ALTA is granting free memberships for the remainder of 2009, but companies must choose to either continue their ALTA membership or pay the annual licensing fee if they want to continue using ALTA’s uniform title insurance policy forms in 2010, the group said.
For title insurance agents and underwriting companies, ALTA charges dues on a sliding scale based on gross revenue. For 2009, dues for agents of title insurance companies range from $460 to $11,500, while dues for title insurance underwriter companies start at $862.50 a year and can exceed $32,000 for the largest companies.
Agents may think the forms belong to their underwriters, ALTA said, but the trade association created the standardized forms to "eliminate the confusion and chaos of disparate coverage."

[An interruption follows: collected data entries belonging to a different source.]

// ---------------------------------------------------------------------------
// Tests
// ---------------------------------------------------------------------------

#[cfg(test)]
mod tests {
    use std::sync::atomic::{AtomicBool, AtomicU32, Ordering};
    use std::time::Duration;

    use async_trait::async_trait;
    use parking_lot::Mutex;

    use super::*;
    use crate::condition::{Condition, ConditionResult, MutuallyExclusive};
    use crate::error::ConditionFailure;
    use crate::observer::BlockObserver;
    use crate::operation::Execute;

    /// Work body that only records that it ran.
    struct Flag(Arc<AtomicBool>);

    #[async_trait]
    impl Execute for Flag {
        async fn execute(&self, _ctx: ExecutionContext) -> Result<(), OperationError> {
            self.0.store(true, Ordering::SeqCst);
            Ok(())
        }
    }

    struct Noop;

    #[async_trait]
    impl Execute for Noop {
        async fn execute(&self, _ctx: ExecutionContext) -> Result<(), OperationError> {
            Ok(())
        }
    }

    fn queue() -> OperationQueue {
        OperationQueue::new(QueueConfig::named("test"), Arc::new(ExclusivityRegistry::new()))
    }

    fn logging(name: &'static str, log: &Arc<Mutex<Vec<String>>>) -> Operation {
        let log = log.clone();
        Operation::from_fn(name, move |_ctx| async move {
            log.lock().push(name.to_string());
            Ok(())
        })
    }

    struct Always {
        pass: bool,
    }

    #[async_trait]
    impl Condition for Always {
        fn name(&self) -> &str {
            "Always"
        }

        async fn evaluate(&self, _operation: &Operation) -> ConditionResult {
            if self.pass {
                Ok(())
            } else {
                Err(ConditionFailure::new("Always").with_detail("reason", "configured to fail"))
            }
        }
    }

    /// Condition contributing a dependency that records when it runs.
    struct Prepared {
        log: Arc<Mutex<Vec<String>>>,
    }

    #[async_trait]
    impl Condition for Prepared {
        fn name(&self) -> &str {
            "Prepared"
        }

        fn dependency_for(&self, _operation: &Operation) -> Option<Operation> {
            Some(logging("prepare", &self.log))
        }

        async fn evaluate(&self, _operation: &Operation) -> ConditionResult {
            self.log.lock().push("evaluate".to_string());
            Ok(())
        }
    }

    #[tokio::test]
    async fn visits_every_state_in_order() {
        let op = Operation::from_fn("plain", |_ctx| async { Ok(()) });
        let mut states = op.state_receiver();
        let seen = Arc::new(Mutex::new(vec![*states.borrow()]));
        let recorder = {
            let seen = seen.clone();
            tokio::spawn(async move {
                while states.changed().await.is_ok() {
                    let state = *states.borrow_and_update();
                    seen.lock().push(state);
                    if state.is_terminal() {
                        break;
                    }
                }
            })
        };

        let queue = queue();
        queue.add(op.clone()).unwrap();
        op.wait_until_finished().await;
        recorder.await.unwrap();

        assert!(op.errors().is_empty());
        let seen = seen.lock().clone();
        assert_eq!(seen.first(), Some(&OperationState::Initialized));
        assert_eq!(seen.last(), Some(&OperationState::Finished));
        assert!(seen.windows(2).all(|w| w[0] < w[1]));
    }

    #[tokio::test]
    async fn dependency_finishes_before_dependent_starts() {
        let log = Arc::new(Mutex::new(Vec::new()));
        let a = logging("a", &log);
        let b = logging("b", &log);
        b.add_dependency(a.clone()).unwrap();

        let queue = queue();
        // Dependent enqueued first on purpose.
        queue.add(b.clone()).unwrap();
        tokio::time::sleep(Duration::from_millis(10)).await;
        queue.add(a.clone()).unwrap();
        queue.wait_until_idle().await;

        assert_eq!(log.lock().clone(), vec!["a", "b"]);
        assert!(b.errors().is_empty());
    }

    #[tokio::test]
    async fn failing_condition_skips_execution() {
        let executed = Arc::new(AtomicBool::new(false));
        let flag = executed.clone();
        let op = Operation::builder("guarded", Flag(flag))
            .condition(Always { pass: false })
            .build();

        let queue = queue();
        queue.add(op.clone()).unwrap();
        op.wait_until_finished().await;

        assert!(!executed.load(Ordering::SeqCst));
        let errors = op.errors();
        assert_eq!(errors.len(), 1);
        let failure = errors[0].condition_failure().unwrap();
        assert_eq!(failure.condition, "Always");
        assert_eq!(
            failure.detail("reason"),
            Some(&serde_json::Value::from("configured to fail"))
        );
    }

    #[tokio::test]
    async fn condition_dependency_runs_before_evaluation() {
        let log = Arc::new(Mutex::new(Vec::new()));
        let op = Operation::builder("guarded", Noop)
            .condition(Prepared { log: log.clone() })
            .build();

        let queue = queue();
        queue.add(op.clone()).unwrap();
        queue.wait_until_idle().await;

        assert_eq!(log.lock().clone(), vec!["prepare", "evaluate"]);
        assert_eq!(op.dependencies().len(), 1);
        assert!(op.errors().is_empty());
    }

    #[tokio::test]
    async fn cancel_while_pending_never_executes() {
        let blocker = Operation::from_fn("blocker", |ctx| async move {
            ctx.cancelled().await;
            Ok(())
        });
        let executed = Arc::new(AtomicBool::new(false));
        let flag = executed.clone();
        let observed = Arc::new(Mutex::new(Vec::new()));
        let sink = observed.clone();
        let op = Operation::builder("dependent", Flag(flag))
            .dependency(blocker.clone())
            .observer(BlockObserver::new().with_finish(move |_, errors| {
                sink.lock().extend(errors.iter().map(ToString::to_string));
            }))
            .build();

        let queue = queue();
        queue.add_all([blocker.clone(), op.clone()]).unwrap();
        tokio::time::sleep(Duration::from_millis(10)).await;
        assert_eq!(op.state(), OperationState::Pending);

        op.cancel();
        op.wait_until_finished().await;

        assert!(!executed.load(Ordering::SeqCst));
        assert_eq!(observed.lock().clone(), vec!["operation cancelled"]);

        blocker.cancel();
        queue.wait_until_idle().await;
        assert_eq!(queue.operation_count(), 0);
    }

    #[tokio::test]
    async fn exclusive_operations_never_overlap() {
        let registry = Arc::new(ExclusivityRegistry::new());
        // Two queues sharing one registry.
        let first = OperationQueue::new(QueueConfig::named("first"), registry.clone());
        let second = OperationQueue::new(QueueConfig::named("second"), registry);
        let active = Arc::new(AtomicU32::new(0));
        let overlaps = Arc::new(AtomicU32::new(0));

        let mut ops = Vec::new();
        for i in 0..6 {
            let active = active.clone();
            let overlaps = overlaps.clone();
            let op = Operation::from_fn(format!("exclusive-{i}"), move |_ctx| async move {
                if active.fetch_add(1, Ordering::SeqCst) > 0 {
                    overlaps.fetch_add(1, Ordering::SeqCst);
                }
                tokio::time::sleep(Duration::from_millis(5)).await;
                active.fetch_sub(1, Ordering::SeqCst);
                Ok(())
            });
            op.add_condition(MutuallyExclusive::new("alert")).unwrap();
            if i % 2 == 0 {
                first.add(op.clone()).unwrap();
            } else {
                second.add(op.clone()).unwrap();
            }
            ops.push(op);
        }

        for op in &ops {
            op.wait_until_finished().await;
        }
        assert_eq!(overlaps.load(Ordering::SeqCst), 0);
        assert!(ops.iter().all(|op| op.errors().is_empty()));
    }

    #[tokio::test]
    async fn concurrency_limit_is_respected() {
        let queue = OperationQueue::new(
            QueueConfig::named("limited").with_max_concurrent_operations(2),
            Arc::new(ExclusivityRegistry::new()),
        );
        let active = Arc::new(AtomicU32::new(0));
        let peak = Arc::new(AtomicU32::new(0));

        for i in 0..6 {
            let active = active.clone();
            let peak = peak.clone();
            queue
                .add(Operation::from_fn(format!("op-{i}"), move |_ctx| async move {
                    let now = active.fetch_add(1, Ordering::SeqCst) + 1;
                    peak.fetch_max(now, Ordering::SeqCst);
                    tokio::time::sleep(Duration::from_millis(5)).await;
                    active.fetch_sub(1, Ordering::SeqCst);
                    Ok(())
                }))
                .unwrap();
        }
        queue.wait_until_idle().await;
        assert!(peak.load(Ordering::SeqCst) <= 2);
    }

    #[tokio::test]
    async fn produced_operations_are_enqueued() {
        let log = Arc::new(Mutex::new(Vec::new()));
        let child = logging("child", &log);
        let parent = {
            let child = child.clone();
            Operation::from_fn("parent", move |ctx| async move {
                ctx.produce(child);
                Ok(())
            })
        };

        let queue = queue();
        queue.add(parent).unwrap();
        queue.wait_until_idle().await;

        assert_eq!(log.lock().clone(), vec!["child"]);
        assert!(child.is_finished());
    }

    #[tokio::test]
    async fn execution_error_is_reported() {
        let op = Operation::from_fn("failing", |_ctx| async {
            Err(OperationError::execution(anyhow::anyhow!("boom")))
        });
        let queue = queue();
        queue.add(op.clone()).unwrap();
        op.wait_until_finished().await;

        let errors = op.errors();
        assert_eq!(errors.len(), 1);
        assert_eq!(errors[0].to_string(), "execution failed: boom");
    }

    fn op_should_panic() -> bool {
        true
    }

    #[tokio::test]
    async fn panicking_work_finishes_with_error() {
        let op = Operation::from_fn("panics", |_ctx| async {
            if op_should_panic() {
                panic!("bad state");
            }
            Ok(())
        });
        let queue = queue();
        queue.add(op.clone()).unwrap();
        op.wait_until_finished().await;
        assert_eq!(op.errors().len(), 1);
        queue.wait_until_idle().await;
    }

    #[tokio::test]
    async fn adding_twice_is_rejected() {
        let op = Operation::from_fn("once", |_ctx| async { Ok(()) });
        let queue = queue();
        queue.add(op.clone()).unwrap();
        assert_eq!(queue.add(op.clone()), Err(LifecycleError::AlreadyEnqueued));
        queue.wait_until_idle().await;
    }

    #[tokio::test]
    async fn cancel_all_cancels_running_work() {
        let op = Operation::from_fn("long", |ctx| async move {
            ctx.cancelled().await;
            Err(OperationError::Cancelled)
        });
        let queue = queue();
        queue.add(op.clone()).unwrap();
        tokio::time::sleep(Duration::from_millis(10)).await;
        assert_eq!(op.state(), OperationState::Executing);

        queue.cancel_all();
        queue.wait_until_idle().await;
        assert!(op.errors()[0].is_cancelled());
    }
}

In a press release, ALTA said it is "doing more than ever to carry the banner" for the industry, including "dramatically increasing the size of its political action committee," tripling the number of in-house registered lobbyists, and hiring outside "lobbying talent." ALTA said it is also commissioning new industry research to demonstrate the value of the industry to policymakers and increasing collaboration with state land title associations "to enhance their ability to counter hostile legislation and regulation."
ALTA is also getting more involved with the National Association of Insurance Commissioners (NAIC) title insurance working group and spearheading the creation of a RESPA Implementation Task Force to work with U.S. Department of Housing and Urban Development on the new RESPA rule.
Licensing the policy forms will help ensure that all who benefit from such efforts share their cost, ALTA said.
"The land title industry is at a critical juncture where we have the opportunity to step up and show home buyers, lenders, and our communities how we have made our land recordation system the best in the world," ALTA President Mike Pryor said in a statement. "Or, we can sit back and watch our life’s work be altered completely by a stroke of a legislative pen or a regulatory change."
According to the Center for Responsive Politics Web site, OpenSecrets.org, ALTA has spent $157,000 lobbying this year, nearly double the $80,000 expended in 2007. According to OpenSecrets.org, lobbying expenditures by the real estate industry peaked at $89 million in 2005.
ALTA’s political action committee, or PAC, has spent $190,532 on the 2010 election cycle, with 63 percent of contributions going to Republicans who are candidates for federal office, and 37 percent to Democrats, OpenSecrets.org said.
The real estate industry has made $1.3 million in contributions to federal candidates in the 2010 election cycle, with 58 percent of that money going to Democrats and 42 percent to Republicans, OpenSecrets.org reports.